That Moment When You Realize You’re Stuck Being You For The Rest Of Your Life
I was sitting across from this blonde girl on the subway. Her haircut was all split ends and sharp and she held a viola case at her side and it occurred to me, for the first time, that I was stuck being myself for the rest of my life.
Like, it just hit me that I would never be this blonde girl on the train toting an instrument. People I will also never be: someone who can pull off dark lipstick; someone whose bangs make sense; someone who can remember what she read in a book just a week ago; someone who wears nightgowns to bed and wakes up early to cook scrambled eggs; someone who sits at a desk and handwrites thank you notes, fondly stroking her own penmanship in a moment of self-reflection and gratitude; someone who handwrites, period.
I have a sister who’s sixteen years my senior, which made her sort of unreal to me. Growing up, I would observe her life and make up stories about what my own would look like eventually. I pictured myself dating a tall, be-sweatered and brown-haired man who wore glasses and read books. We would live in the Columbia University dorms that I thought were regular apartments back then, and we would listen to records and burn incense and hang tapestries and own cats. I had seen my sister do these things—or maybe it was a character from A Different World—and I felt entitled to them. My 2D version of my sister would someday become my reality.
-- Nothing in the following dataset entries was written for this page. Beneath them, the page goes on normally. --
//! Batch validation of many card numbers.
//!
//! Results keep the order of the input. With the `parallel` feature, rayon
//! spreads the work across threads; each validation is independent so no
//! coordination is needed.

use crate::error::ValidationError;
use crate::network::CardNetwork;
use crate::validate::{validate_card, ValidationResult};
use std::collections::BTreeMap;

/// Result type for a single entry of a batch.
pub type BatchResult = Result<ValidationResult, ValidationError>;

/// Validates a slice of card numbers in order.
///
/// # Example
///
/// ```
/// use cardcheck::batch::validate_batch;
///
/// let results = validate_batch(&["4111111111111111", "123", "4111111111111112"]);
/// assert!(results[0].as_ref().unwrap().is_valid());
/// assert!(results[1].is_err());
/// assert!(!results[2].as_ref().unwrap().is_valid());
/// ```
pub fn validate_batch<S: AsRef<str>>(cards: &[S]) -> Vec<BatchResult> {
    cards.iter().map(|c| validate_card(c.as_ref())).collect()
}

/// Validates a slice of card numbers in parallel, keeping input order.
///
/// # Feature
///
/// Requires the `parallel` feature to be enabled.
#[cfg(feature = "parallel")]
pub fn validate_batch_parallel<S: AsRef<str> + Sync>(cards: &[S]) -> Vec<BatchResult> {
    use rayon::prelude::*;
    cards.par_iter().map(|c| validate_card(c.as_ref())).collect()
}

/// Counts of a batch run.
#[derive(Debug, Clone, Default, PartialEq, Eq)]
#[cfg_attr(feature = "serde", derive(serde::Serialize))]
pub struct BatchSummary {
    /// Entries processed.
    pub total: usize,
    /// Entries with an acceptable length and a passing checksum.
    pub valid: usize,
    /// Entries with an acceptable length and a failing checksum.
    pub invalid: usize,
    /// Entries rejected before the checksum (no digits, bad length).
    pub errors: usize,
    /// Acceptable-length entries per detected network.
    pub by_network: BTreeMap<String, usize>,
}

impl BatchSummary {
    /// Tallies a set of batch results.
    ///
    /// # Example
    ///
    /// ```
    /// use cardcheck::batch::{validate_batch, BatchSummary};
    ///
    /// let results = validate_batch(&["4111111111111111", "", "371449635398431"]);
    /// let summary = BatchSummary::from_results(&results);
    /// assert_eq!(summary.total, 3);
    /// assert_eq!(summary.valid, 2);
    /// assert_eq!(summary.errors, 1);
    /// ```
    pub fn from_results(results: &[BatchResult]) -> Self {
        let mut summary = Self {
            total: results.len(),
            ..Self::default()
        };

        for result in results {
            match result {
                Ok(r) => {
                    if r.is_valid() {
                        summary.valid += 1;
                    } else {
                        summary.invalid += 1;
                    }
                    *summary
                        .by_network
                        .entry(r.card_type().id().to_string())
                        .or_insert(0) += 1;
                }
                Err(_) => summary.errors += 1,
            }
        }

        summary
    }

    /// Number of entries for one network.
    pub fn count_for(&self, network: CardNetwork) -> usize {
        self.by_network.get(network.id()).copied().unwrap_or(0)
    }
}

/// Counts cards that pass validation, without keeping results.
///
/// Returns `(passing, not_passing)`.
pub fn count_valid<S: AsRef<str>>(cards: &[S]) -> (usize, usize) {
    let passing = cards
        .iter()
        .filter(|c| crate::is_valid(c.as_ref()))
        .count();
    (passing, cards.len() - passing)
}
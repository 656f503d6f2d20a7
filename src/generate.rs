//! Test card number generation.
//!
//! Generated numbers pass the Luhn check and classify as the requested
//! network. They are not connected to real accounts; use them for testing only.
//!
//! # Example
//!
//! ```
//! use cardcheck::generate::generate_card_deterministic;
//! use cardcheck::{validate_card, CardNetwork};
//!
//! let number = generate_card_deterministic(CardNetwork::Visa);
//! let result = validate_card(&number).unwrap();
//! assert!(result.is_valid());
//! assert_eq!(result.card_type(), CardNetwork::Visa);
//! ```

use crate::luhn;
use crate::network::CardNetwork;

#[cfg(feature = "generate")]
use rand::Rng;

/// Returns the prefix used when generating cards for a network.
pub const fn prefix_for(network: CardNetwork) -> &'static str {
    match network {
        CardNetwork::Visa => "4",
        CardNetwork::Mastercard => "51",
        CardNetwork::AmericanExpress => "34",
        CardNetwork::Discover => "6011",
        CardNetwork::Jcb => "35",
        CardNetwork::DinersClub => "36",
        CardNetwork::Unknown => "9",
    }
}

/// Returns the usual card length for a network.
pub const fn default_length(network: CardNetwork) -> usize {
    match network {
        CardNetwork::AmericanExpress => 15,
        CardNetwork::DinersClub => 14,
        _ => 16,
    }
}

/// Generates a valid card number for a network, without randomness.
///
/// The body is zero-filled, so the same network always gives the same number.
pub fn generate_card_deterministic(network: CardNetwork) -> String {
    complete(prefix_digits(prefix_for(network)), default_length(network), || 0)
}

/// Generates a zero-filled valid card number with a custom prefix.
///
/// Non-digit characters in the prefix are ignored. Returns `None` if the
/// prefix leaves no room for the check digit.
///
/// # Example
///
/// ```
/// use cardcheck::generate::generate_card_deterministic_with_prefix;
///
/// let card = generate_card_deterministic_with_prefix("411111", 16).unwrap();
/// assert!(card.starts_with("411111"));
/// assert!(cardcheck::is_valid(&card));
///
/// assert!(generate_card_deterministic_with_prefix("4111", 4).is_none());
/// ```
pub fn generate_card_deterministic_with_prefix(prefix: &str, length: usize) -> Option<String> {
    let digits = prefix_digits(prefix);
    if digits.len() >= length {
        return None;
    }
    Some(complete(digits, length, || 0))
}

/// Generates a random valid card number for a network.
#[cfg(feature = "generate")]
pub fn generate_card(network: CardNetwork) -> String {
    let mut rng = rand::thread_rng();
    complete(prefix_digits(prefix_for(network)), default_length(network), || {
        rng.gen_range(0..10)
    })
}

/// Generates a random valid card number with the given prefix and length,
/// drawing from the provided RNG.
///
/// Useful with a seeded RNG for reproducible fixtures. Returns `None` if the
/// prefix leaves no room for the check digit.
#[cfg(feature = "generate")]
pub fn generate_card_with_rng<R: Rng>(prefix: &str, length: usize, rng: &mut R) -> Option<String> {
    let digits = prefix_digits(prefix);
    if digits.len() >= length {
        return None;
    }
    Some(complete(digits, length, || rng.gen_range(0..10)))
}

/// Generates several random card numbers for a network.
#[cfg(feature = "generate")]
pub fn generate_cards(network: CardNetwork, count: usize) -> Vec<String> {
    (0..count).map(|_| generate_card(network)).collect()
}

fn prefix_digits(prefix: &str) -> Vec<u8> {
    prefix
        .chars()
        .filter_map(|c| c.to_digit(10).map(|d| d as u8))
        .collect()
}

/// Pads `digits` to `length - 1` from `fill`, then appends the check digit.
fn complete(mut digits: Vec<u8>, length: usize, mut fill: impl FnMut() -> u8) -> String {
    while digits.len() + 1 < length {
        digits.push(fill());
    }
    digits.push(luhn::generate_check_digit(&digits));
    digits.iter().map(|&d| (b'0' + d) as char).collect()
}

#[cfg(test)]
mod tests {
    use super::*;
    use crate::network::classify;
    use crate::normalize::normalize;
    use crate::{is_valid, passes_luhn};

    #[test]
    fn test_deterministic_all_networks() {
        for network in CardNetwork::ALL {
            let card = generate_card_deterministic(network);
            assert_eq!(card.len(), default_length(network));
            assert!(is_valid(&card), "{:?} card {} should be valid", network, card);
            assert_eq!(classify(&normalize(&card)), network);
        }
    }

    #[test]
    fn test_deterministic_is_reproducible() {
        assert_eq!(
            generate_card_deterministic(CardNetwork::Discover),
            generate_card_deterministic(CardNetwork::Discover)
        );
    }

    #[test]
    fn test_deterministic_amex() {
        let card = generate_card_deterministic(CardNetwork::AmericanExpress);
        assert!(card.starts_with("34"));
        assert_eq!(card.len(), 15);
    }

    #[test]
    fn test_with_prefix() {
        let card = generate_card_deterministic_with_prefix("1234-56", 16).unwrap();
        assert!(card.starts_with("123456"));
        assert_eq!(card.len(), 16);
        assert!(passes_luhn(&card));
    }

    #[test]
    fn test_prefix_too_long() {
        assert!(generate_card_deterministic_with_prefix("4111111111111111", 16).is_none());
        assert!(generate_card_deterministic_with_prefix("", 0).is_none());
    }

    #[cfg(feature = "generate")]
    mod random_tests {
        use super::*;
        use rand::rngs::StdRng;
        use rand::SeedableRng;

        #[test]
        fn test_generate_card_all_networks() {
            for network in CardNetwork::ALL {
                let card = generate_card(network);
                assert!(is_valid(&card));
                assert_eq!(classify(&normalize(&card)), network);
            }
        }

        #[test]
        fn test_generate_cards_multiple() {
            let cards = generate_cards(CardNetwork::Mastercard, 10);
            assert_eq!(cards.len(), 10);
            assert!(cards.iter().all(|c| is_valid(c)));
        }

        #[test]
        fn test_seeded_rng_is_reproducible() {
            let a = generate_card_with_rng("4", 16, &mut StdRng::seed_from_u64(7)).unwrap();
            let b = generate_card_with_rng("4", 16, &mut StdRng::seed_from_u64(7)).unwrap();
            assert_eq!(a, b);
            assert!(is_valid(&a));
        }
    }
}
//! PCI-DSS style masking for display and logging.
//!
//! PCI-DSS allows displaying the first 6 and last 4 digits at most; the
//! helpers here show only the last 4. Never display or log the full number.

use crate::normalize::{normalize, NormalizedDigits};

/// Masks digits, showing only the last 4.
///
/// Format: `****-****-****-1234`. Four digits or fewer are masked entirely.
///
/// # Example
///
/// ```
/// use cardcheck::mask::mask_digits;
/// use cardcheck::normalize::normalize;
///
/// assert_eq!(mask_digits(&normalize("4111 1111 1111 1111")), "****-****-****-1111");
/// assert_eq!(mask_digits(&normalize("123")), "***");
/// ```
pub fn mask_digits(digits: &NormalizedDigits) -> String {
    let s = digits.as_str();
    let len = s.len();

    if len <= 4 {
        return "*".repeat(len);
    }

    let masked_count = len - 4;
    let mut result = String::with_capacity(len + len / 4);

    for i in 0..masked_count {
        if i > 0 && i % 4 == 0 {
            result.push('-');
        }
        result.push('*');
    }
    result.push('-');
    result.push_str(&s[masked_count..]);
    result
}

/// Masks a raw card number string.
///
/// Non-digit characters are stripped before masking.
#[inline]
pub fn mask_string(input: &str) -> String {
    mask_digits(&normalize(input))
}

/// Extracts the last 4 digits from raw input.
///
/// Returns an empty string if there are fewer than 4 digits.
pub fn last_four(input: &str) -> String {
    let digits = normalize(input);
    let s = digits.as_str();
    if s.len() >= 4 {
        s[s.len() - 4..].to_string()
    } else {
        String::new()
    }
}

/// Constant-time comparison of two byte slices.
///
/// Runs in the same time regardless of where the slices differ. Use it when
/// comparing card numbers or tokens.
///
/// # Example
///
/// ```
/// use cardcheck::mask::constant_time_eq;
///
/// assert!(constant_time_eq(b"4111111111111111", b"4111111111111111"));
/// assert!(!constant_time_eq(b"4111111111111111", b"4111111111111112"));
/// ```
#[inline]
pub fn constant_time_eq(a: &[u8], b: &[u8]) -> bool {
    if a.len() != b.len() {
        return false;
    }

    let mut diff: u8 = 0;
    for (x, y) in a.iter().zip(b.iter()) {
        diff |= x ^ y;
    }

    diff == 0
}
//! Error types for credit card validation.
//!
//! Only input-shape problems are errors. A number of acceptable length whose
//! checksum fails is still a successful validation with `is_valid == false`.

use thiserror::Error;

/// Errors that can occur during credit card validation.
///
/// Both variants are local, recoverable conditions meant to be reported back
/// to whoever supplied the input.
#[derive(Debug, Clone, PartialEq, Eq, Error)]
pub enum ValidationError {
    /// The input contained no digits at all (empty, blank, or separators only).
    #[error("card number contains no digits")]
    EmptyInput,

    /// The number of digits is outside the accepted range.
    #[error("card number must have {minimum} to {maximum} digits, got {length}")]
    OutOfRangeLength {
        /// The actual number of digits provided.
        length: usize,
        /// The minimum accepted digit count (13).
        minimum: usize,
        /// The maximum accepted digit count (19).
        maximum: usize,
    },
}

impl ValidationError {
    /// Stable machine-readable name of the error condition.
    ///
    /// Used as the `error` field by the HTTP and WASM surfaces.
    pub const fn kind(&self) -> &'static str {
        match self {
            Self::EmptyInput => "EmptyInput",
            Self::OutOfRangeLength { .. } => "OutOfRangeLength",
        }
    }
}

#[cfg(test)]
mod tests {
    use super::*;

    #[test]
    fn test_error_display() {
        assert_eq!(
            ValidationError::EmptyInput.to_string(),
            "card number contains no digits"
        );

        assert_eq!(
            ValidationError::OutOfRangeLength {
                length: 3,
                minimum: 13,
                maximum: 19
            }
            .to_string(),
            "card number must have 13 to 19 digits, got 3"
        );
    }

    #[test]
    fn test_error_kind() {
        assert_eq!(ValidationError::EmptyInput.kind(), "EmptyInput");
        assert_eq!(
            ValidationError::OutOfRangeLength {
                length: 20,
                minimum: 13,
                maximum: 19
            }
            .kind(),
            "OutOfRangeLength"
        );
    }

    #[test]
    fn test_error_is_send_sync() {
        fn assert_send_sync<T: Send + Sync>() {}
        assert_send_sync::<ValidationError>();
    }
}
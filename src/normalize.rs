//! Digit normalization for raw card number input.
//!
//! Everything downstream (checksum, network detection, grouping) works on the
//! normalized digit string, never on what the user typed.

use std::fmt;
use zeroize::Zeroize;

/// Minimum number of digits accepted as a card number.
pub const MIN_CARD_DIGITS: usize = 13;

/// Maximum number of digits accepted as a card number.
pub const MAX_CARD_DIGITS: usize = 19;

/// A string made only of the ASCII digits `0`-`9`.
///
/// The only way to build one is [`normalize`], so the invariant holds for
/// every value. The buffer is zeroed when dropped and `Debug` output is masked.
#[derive(Clone, PartialEq, Eq, Default)]
pub struct NormalizedDigits {
    digits: String,
}

impl NormalizedDigits {
    /// Returns the digits as a string slice.
    ///
    /// # Security Warning
    ///
    /// This exposes the full card number. Never log the result.
    #[inline]
    pub fn as_str(&self) -> &str {
        &self.digits
    }

    /// Returns the digits as ASCII bytes (`b'0'..=b'9'`).
    #[inline]
    pub fn as_bytes(&self) -> &[u8] {
        self.digits.as_bytes()
    }

    /// Number of digits.
    #[inline]
    pub fn len(&self) -> usize {
        self.digits.len()
    }

    /// Returns true if there are no digits.
    #[inline]
    pub fn is_empty(&self) -> bool {
        self.digits.is_empty()
    }

    /// Returns true if the digit count lies within
    /// [`MIN_CARD_DIGITS`]..=[`MAX_CARD_DIGITS`].
    #[inline]
    pub fn is_card_length(&self) -> bool {
        (MIN_CARD_DIGITS..=MAX_CARD_DIGITS).contains(&self.len())
    }

    /// Returns the numeric digit values (0-9), left to right.
    ///
    /// The returned vector is a plain copy and is not wiped on drop.
    pub fn values(&self) -> Vec<u8> {
        self.digits.bytes().map(|b| b - b'0').collect()
    }
}

impl fmt::Debug for NormalizedDigits {
    fn fmt(&self, f: &mut fmt::Formatter<'_>) -> fmt::Result {
        f.debug_struct("NormalizedDigits")
            .field("digits", &crate::mask::mask_digits(self))
            .field("length", &self.len())
            .finish()
    }
}

impl Drop for NormalizedDigits {
    fn drop(&mut self) {
        self.digits.zeroize();
    }
}

/// Strips every character that is not an ASCII decimal digit.
///
/// Order is preserved. Empty or digit-free input yields empty digits; this
/// function never fails.
///
/// # Example
///
/// ```
/// use cardcheck::normalize::normalize;
///
/// assert_eq!(normalize("4111-1111 1111.1111").as_str(), "4111111111111111");
/// assert!(normalize("  - ").is_empty());
/// ```
pub fn normalize(input: &str) -> NormalizedDigits {
    let digits: String = input.chars().filter(|c| c.is_ascii_digit()).collect();
    NormalizedDigits { digits }
}

#[cfg(test)]
mod tests {
    use super::*;

    #[test]
    fn test_strips_separators() {
        assert_eq!(normalize("4111 1111 1111 1111").as_str(), "4111111111111111");
        assert_eq!(normalize("4111-1111-1111-1111").as_str(), "4111111111111111");
        assert_eq!(normalize(" 4111\t1111\n").as_str(), "41111111");
    }

    #[test]
    fn test_strips_arbitrary_characters() {
        assert_eq!(normalize("card: 4a1b1c1").as_str(), "4111");
        assert_eq!(normalize("(371) 449-635").as_str(), "371449635");
    }

    #[test]
    fn test_empty_and_blank() {
        assert!(normalize("").is_empty());
        assert!(normalize("   ").is_empty());
        assert!(normalize("abc-def").is_empty());
    }

    #[test]
    fn test_non_ascii_digits_are_dropped() {
        // Arabic-Indic and full-width digits are not card digits
        assert_eq!(normalize("٤١١١").as_str(), "");
        assert_eq!(normalize("４1").as_str(), "1");
    }

    #[test]
    fn test_idempotent() {
        let once = normalize("4111-1111 1111 1111");
        let twice = normalize(once.as_str());
        assert_eq!(once, twice);
    }

    #[test]
    fn test_values() {
        assert_eq!(normalize("40-19").values(), vec![4, 0, 1, 9]);
    }

    #[test]
    fn test_card_length_bounds() {
        assert!(!normalize("411111111111").is_card_length()); // 12
        assert!(normalize("4111111111111").is_card_length()); // 13
        assert!(normalize("4111111111111111111").is_card_length()); // 19
        assert!(!normalize("41111111111111111111").is_card_length()); // 20
    }

    #[test]
    fn test_debug_is_masked() {
        let digits = normalize("4111111111111111");
        let debug = format!("{:?}", digits);
        assert!(!debug.contains("4111111111111111"));
        assert!(debug.contains("1111"));
    }
}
Thing was, I didn’t realize that indulging in those fantasies at age four, ten, fifteen was just one more thing I (the real person, me) was doing — like brushing my teeth, going to work. Fantasizing about the fake me wasn’t just a hobby the real me enjoyed, it was like I was unknowingly practicing “The Secret.” I’d always thought there would be some event, a Big Change, that would turn me into the person I imagined myself as. The person I was supposed to be. If I just focused enough, I would be “reborn” as the correct person.
Like, one day I’d magically stop stumbling over my words because that thing in my brain that tells me I need to get it all out at once would disappear. Or one day, all the things that made me who I am would be muted, all my past experiences made irrelevant, and I could get to the real business of knitting blankets or baking cookies or whatever the fantasy adult me enjoys doing. One day, I would wake up as a bad-haircut blonde on the train who plays the viola.
But these things are superficial; they couldn’t possibly fill up an existence. Hobbies and perspective and mindfulness are all just trimmings on the core of who I really am, and adding or deleting those things will still leave a whole lot of “me” behind. So I stared at this blonde thinking, “Fuck, I’m trapped being me for the rest of my life.” And later, I told myself, “Well. So is she.”
I wanted a 2D life because it’s easy. It’s a simpler way to exist. You can project whatever you want onto the baker or the musician. There’s no sadness for the woman who knits.